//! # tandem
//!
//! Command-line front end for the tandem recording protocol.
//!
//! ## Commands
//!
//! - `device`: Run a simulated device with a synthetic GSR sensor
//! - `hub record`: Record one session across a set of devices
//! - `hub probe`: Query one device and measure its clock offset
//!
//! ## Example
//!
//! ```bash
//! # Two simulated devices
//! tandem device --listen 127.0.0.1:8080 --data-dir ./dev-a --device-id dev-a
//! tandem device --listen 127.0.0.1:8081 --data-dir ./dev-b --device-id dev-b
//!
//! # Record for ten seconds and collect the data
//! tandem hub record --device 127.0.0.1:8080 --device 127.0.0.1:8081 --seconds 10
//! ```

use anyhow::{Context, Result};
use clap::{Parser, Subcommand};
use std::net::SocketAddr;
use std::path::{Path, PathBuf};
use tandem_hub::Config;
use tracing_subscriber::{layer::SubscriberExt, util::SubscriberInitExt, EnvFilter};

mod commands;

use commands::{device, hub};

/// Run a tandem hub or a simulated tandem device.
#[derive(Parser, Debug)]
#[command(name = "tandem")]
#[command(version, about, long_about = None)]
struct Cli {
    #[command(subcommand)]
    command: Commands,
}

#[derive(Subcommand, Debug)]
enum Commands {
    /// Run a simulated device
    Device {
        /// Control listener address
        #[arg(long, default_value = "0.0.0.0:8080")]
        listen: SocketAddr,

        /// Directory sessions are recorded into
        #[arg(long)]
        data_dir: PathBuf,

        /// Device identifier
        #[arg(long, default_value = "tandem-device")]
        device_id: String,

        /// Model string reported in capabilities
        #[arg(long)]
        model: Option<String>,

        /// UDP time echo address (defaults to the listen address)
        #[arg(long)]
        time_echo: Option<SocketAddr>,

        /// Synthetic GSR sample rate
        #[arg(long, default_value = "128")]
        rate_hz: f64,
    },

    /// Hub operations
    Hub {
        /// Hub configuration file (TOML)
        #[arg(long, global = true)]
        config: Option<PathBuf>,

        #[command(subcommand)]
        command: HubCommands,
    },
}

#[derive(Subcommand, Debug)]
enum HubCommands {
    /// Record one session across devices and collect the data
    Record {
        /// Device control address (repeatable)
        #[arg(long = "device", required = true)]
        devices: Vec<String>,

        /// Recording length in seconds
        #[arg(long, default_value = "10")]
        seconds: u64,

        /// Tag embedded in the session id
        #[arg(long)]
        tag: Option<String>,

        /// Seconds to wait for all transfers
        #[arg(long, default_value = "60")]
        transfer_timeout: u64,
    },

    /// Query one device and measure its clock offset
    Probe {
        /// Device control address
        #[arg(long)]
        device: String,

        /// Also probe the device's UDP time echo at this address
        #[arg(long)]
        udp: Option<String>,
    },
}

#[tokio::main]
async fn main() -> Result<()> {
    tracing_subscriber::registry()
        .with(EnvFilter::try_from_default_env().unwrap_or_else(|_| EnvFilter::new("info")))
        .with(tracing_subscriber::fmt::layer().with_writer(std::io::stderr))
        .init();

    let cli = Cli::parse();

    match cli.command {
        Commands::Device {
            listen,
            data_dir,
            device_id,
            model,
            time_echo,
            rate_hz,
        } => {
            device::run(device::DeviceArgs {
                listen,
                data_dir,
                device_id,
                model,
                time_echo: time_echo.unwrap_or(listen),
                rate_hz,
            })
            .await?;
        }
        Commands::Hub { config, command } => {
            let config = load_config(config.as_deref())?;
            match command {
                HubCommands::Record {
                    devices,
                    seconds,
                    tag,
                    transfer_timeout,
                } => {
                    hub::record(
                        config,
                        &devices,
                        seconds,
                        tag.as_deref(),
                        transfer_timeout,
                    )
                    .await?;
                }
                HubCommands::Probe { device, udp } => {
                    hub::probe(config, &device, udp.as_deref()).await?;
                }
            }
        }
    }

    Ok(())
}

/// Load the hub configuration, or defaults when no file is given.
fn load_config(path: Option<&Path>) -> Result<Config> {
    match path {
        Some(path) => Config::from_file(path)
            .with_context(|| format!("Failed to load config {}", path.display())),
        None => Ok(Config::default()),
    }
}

----

**ACTIVITY**. Search the entries for the word "true" and copy every line that holds it.

**RESULT**.
        #[arg(long, global = true)]
        #[arg(long = "device", required = true)]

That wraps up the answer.